use sqlx::postgres::PgRow;
use sqlx::{PgConnection, PgPool, Postgres, Row, Transaction};
use thiserror::Error;

use threadboard_core::domain::{Comment, CommentId, NewComment, NewPost, Post, PostId};
use threadboard_core::store::{BoardRepository, BoardStore, StoreError, StoreResult};

#[derive(Debug, Error)]
pub enum BoardRepoError {
    #[error("sqlx error: {0}")]
    Sqlx(#[from] sqlx::Error),
    #[error("post {0} does not exist")]
    MissingPost(PostId),
}

impl From<BoardRepoError> for StoreError {
    fn from(err: BoardRepoError) -> Self {
        match err {
            BoardRepoError::MissingPost(_) => StoreError::Integrity(err.to_string()),
            BoardRepoError::Sqlx(inner) => StoreError::backend(inner),
        }
    }
}

#[derive(Debug, Clone)]
pub struct PgBoardRepository {
    pool: PgPool,
}

impl PgBoardRepository {
    pub fn new(pool: PgPool) -> Self {
        Self { pool }
    }
}

/// One Postgres transaction. Dropping it without `commit` rolls back.
pub struct PgBoardStore {
    tx: Transaction<'static, Postgres>,
}

impl BoardRepository for PgBoardRepository {
    type Store = PgBoardStore;

    async fn begin(&self) -> StoreResult<PgBoardStore> {
        let tx = self.pool.begin().await.map_err(BoardRepoError::from)?;
        Ok(PgBoardStore { tx })
    }

    fn backend_name(&self) -> &'static str {
        "postgres"
    }
}

impl BoardStore for PgBoardStore {
    async fn insert_post(&mut self, post: NewPost) -> StoreResult<Post> {
        Ok(insert_post(&mut self.tx, &post).await?)
    }

    async fn update_post(&mut self, post: &Post) -> StoreResult<Post> {
        Ok(update_post(&mut self.tx, post).await?)
    }

    async fn find_post(&mut self, id: PostId) -> StoreResult<Option<Post>> {
        Ok(find_post(&mut self.tx, id).await?)
    }

    async fn post_exists(&mut self, id: PostId) -> StoreResult<bool> {
        Ok(post_exists(&mut self.tx, id).await?)
    }

    async fn delete_post(&mut self, id: PostId) -> StoreResult<()> {
        Ok(delete_post(&mut self.tx, id).await?)
    }

    async fn list_posts(&mut self) -> StoreResult<Vec<Post>> {
        Ok(list_posts(&mut self.tx).await?)
    }

    async fn insert_comment(&mut self, comment: NewComment) -> StoreResult<Comment> {
        Ok(insert_comment(&mut self.tx, &comment).await?)
    }

    async fn find_comment(&mut self, id: CommentId) -> StoreResult<Option<Comment>> {
        Ok(find_comment(&mut self.tx, id).await?)
    }

    async fn delete_comment(&mut self, id: CommentId) -> StoreResult<()> {
        Ok(delete_comment(&mut self.tx, id).await?)
    }

    async fn find_top_level_comments(&mut self, post_id: PostId) -> StoreResult<Vec<Comment>> {
        Ok(find_top_level_comments(&mut self.tx, post_id).await?)
    }

    async fn find_replies(&mut self, parent_id: CommentId) -> StoreResult<Vec<Comment>> {
        Ok(find_replies(&mut self.tx, parent_id).await?)
    }

    async fn commit(self) -> StoreResult<()> {
        self.tx.commit().await.map_err(BoardRepoError::from)?;
        Ok(())
    }
}

pub async fn insert_post(conn: &mut PgConnection, post: &NewPost) -> Result<Post, BoardRepoError> {
    let row = sqlx::query(
        r#"
        INSERT INTO posts (title, content, author)
        VALUES ($1, $2, $3)
        RETURNING id, title, content, author, created_at, updated_at
        "#,
    )
    .bind(post.title.as_str())
    .bind(post.content.as_str())
    .bind(&post.author)
    .fetch_one(conn)
    .await?;
    Ok(map_post(&row)?)
}

pub async fn update_post(conn: &mut PgConnection, post: &Post) -> Result<Post, BoardRepoError> {
    let row = sqlx::query(
        r#"
        UPDATE posts
        SET title = $2,
            content = $3,
            updated_at = NOW()
        WHERE id = $1
        RETURNING id, title, content, author, created_at, updated_at
        "#,
    )
    .bind(post.id.get())
    .bind(&post.title)
    .bind(&post.content)
    .fetch_optional(conn)
    .await?;
    let row = row.ok_or(BoardRepoError::MissingPost(post.id))?;
    Ok(map_post(&row)?)
}

pub async fn find_post(
    conn: &mut PgConnection,
    id: PostId,
) -> Result<Option<Post>, BoardRepoError> {
    let row = sqlx::query(
        r#"
        SELECT id, title, content, author, created_at, updated_at
        FROM posts
        WHERE id = $1
        "#,
    )
    .bind(id.get())
    .fetch_optional(conn)
    .await?;
    Ok(row.as_ref().map(map_post).transpose()?)
}

pub async fn post_exists(conn: &mut PgConnection, id: PostId) -> Result<bool, BoardRepoError> {
    let row = sqlx::query(
        r#"
        SELECT 1
        FROM posts
        WHERE id = $1
        LIMIT 1
        "#,
    )
    .bind(id.get())
    .fetch_optional(conn)
    .await?;
    Ok(row.is_some())
}

pub async fn delete_post(conn: &mut PgConnection, id: PostId) -> Result<(), BoardRepoError> {
    sqlx::query(
        r#"
        DELETE FROM posts
        WHERE id = $1
        "#,
    )
    .bind(id.get())
    .execute(conn)
    .await?;
    Ok(())
}

pub async fn list_posts(conn: &mut PgConnection) -> Result<Vec<Post>, BoardRepoError> {
    let rows = sqlx::query(
        r#"
        SELECT id, title, content, author, created_at, updated_at
        FROM posts
        ORDER BY id ASC
        "#,
    )
    .fetch_all(conn)
    .await?;
    let mut posts = Vec::with_capacity(rows.len());
    for row in &rows {
        posts.push(map_post(row)?);
    }
    Ok(posts)
}

pub async fn insert_comment(
    conn: &mut PgConnection,
    comment: &NewComment,
) -> Result<Comment, BoardRepoError> {
    let row = sqlx::query(
        r#"
        INSERT INTO comments (post_id, parent_id, content, author)
        VALUES ($1, $2, $3, $4)
        RETURNING id, post_id, parent_id, content, author, created_at
        "#,
    )
    .bind(comment.post_id.get())
    .bind(comment.parent_id.map(CommentId::get))
    .bind(comment.content.as_str())
    .bind(&comment.author)
    .fetch_one(conn)
    .await?;
    Ok(map_comment(&row)?)
}

pub async fn find_comment(
    conn: &mut PgConnection,
    id: CommentId,
) -> Result<Option<Comment>, BoardRepoError> {
    let row = sqlx::query(
        r#"
        SELECT id, post_id, parent_id, content, author, created_at
        FROM comments
        WHERE id = $1
        "#,
    )
    .bind(id.get())
    .fetch_optional(conn)
    .await?;
    Ok(row.as_ref().map(map_comment).transpose()?)
}

pub async fn delete_comment(conn: &mut PgConnection, id: CommentId) -> Result<(), BoardRepoError> {
    sqlx::query(
        r#"
        DELETE FROM comments
        WHERE id = $1
        "#,
    )
    .bind(id.get())
    .execute(conn)
    .await?;
    Ok(())
}

pub async fn find_top_level_comments(
    conn: &mut PgConnection,
    post_id: PostId,
) -> Result<Vec<Comment>, BoardRepoError> {
    let rows = sqlx::query(
        r#"
        SELECT id, post_id, parent_id, content, author, created_at
        FROM comments
        WHERE post_id = $1 AND parent_id IS NULL
        ORDER BY id ASC
        "#,
    )
    .bind(post_id.get())
    .fetch_all(conn)
    .await?;
    map_comments(&rows)
}

pub async fn find_replies(
    conn: &mut PgConnection,
    parent_id: CommentId,
) -> Result<Vec<Comment>, BoardRepoError> {
    let rows = sqlx::query(
        r#"
        SELECT id, post_id, parent_id, content, author, created_at
        FROM comments
        WHERE parent_id = $1
        ORDER BY id ASC
        "#,
    )
    .bind(parent_id.get())
    .fetch_all(conn)
    .await?;
    map_comments(&rows)
}

fn map_post(row: &PgRow) -> Result<Post, sqlx::Error> {
    Ok(Post {
        id: PostId::new(row.try_get("id")?),
        title: row.try_get("title")?,
        content: row.try_get("content")?,
        author: row.try_get("author")?,
        created_at: row.try_get("created_at")?,
        updated_at: row.try_get("updated_at")?,
    })
}

fn map_comment(row: &PgRow) -> Result<Comment, sqlx::Error> {
    let parent_id: Option<i64> = row.try_get("parent_id")?;
    Ok(Comment {
        id: CommentId::new(row.try_get("id")?),
        post_id: PostId::new(row.try_get("post_id")?),
        parent_id: parent_id.map(CommentId::new),
        content: row.try_get("content")?,
        author: row.try_get("author")?,
        created_at: row.try_get("created_at")?,
    })
}

fn map_comments(rows: &[PgRow]) -> Result<Vec<Comment>, BoardRepoError> {
    let mut comments = Vec::with_capacity(rows.len());
    for row in rows {
        comments.push(map_comment(row)?);
    }
    Ok(comments)
}
use chrono::Utc;
use jsonwebtoken::{decode, encode, Algorithm, DecodingKey, EncodingKey, Header, Validation};
use serde::{Deserialize, Serialize};
use thiserror::Error;

#[derive(Debug, Error)]
pub enum AuthTokenError {
    #[error("jwt error: {0}")]
    Jwt(#[from] jsonwebtoken::errors::Error),
    #[error("token subject is empty")]
    EmptySubject,
    #[error("jwt secret is empty")]
    EmptySecret,
}

#[derive(Debug, Serialize, Deserialize)]
struct CallerClaims {
    sub: String,
    iat: i64,
    exp: i64,
}

/// Issues and verifies HS256 caller tokens. The verified `sub` claim is the
/// caller identity handed to the board service.
#[derive(Clone)]
pub struct JwtAuthority {
    encoding: EncodingKey,
    decoding: DecodingKey,
    validation: Validation,
}

impl JwtAuthority {
    pub fn new(secret: &str) -> Result<Self, AuthTokenError> {
        if secret.is_empty() {
            return Err(AuthTokenError::EmptySecret);
        }
        let mut validation = Validation::new(Algorithm::HS256);
        validation.validate_exp = true;
        validation.set_required_spec_claims(&["exp", "sub"]);
        Ok(Self {
            encoding: EncodingKey::from_secret(secret.as_bytes()),
            decoding: DecodingKey::from_secret(secret.as_bytes()),
            validation,
        })
    }

    pub fn issue(&self, subject: &str, ttl_secs: i64) -> Result<String, AuthTokenError> {
        if subject.trim().is_empty() {
            return Err(AuthTokenError::EmptySubject);
        }
        let now = Utc::now().timestamp();
        let claims = CallerClaims {
            sub: subject.to_string(),
            iat: now,
            exp: now.saturating_add(ttl_secs),
        };
        Ok(encode(&Header::new(Algorithm::HS256), &claims, &self.encoding)?)
    }

    /// Returns the caller identity carried by a valid, unexpired token.
    pub fn verify(&self, token: &str) -> Result<String, AuthTokenError> {
        let data = decode::<CallerClaims>(token, &self.decoding, &self.validation)?;
        if data.claims.sub.trim().is_empty() {
            return Err(AuthTokenError::EmptySubject);
        }
        Ok(data.claims.sub)
    }
}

_What is required_
Copy every single line of the material above that holds "begin".

_Problem solution_
    async fn begin(&self) -> StoreResult<PgBoardStore> {
        let tx = self.pool.begin().await.map_err(BoardRepoError::from)?;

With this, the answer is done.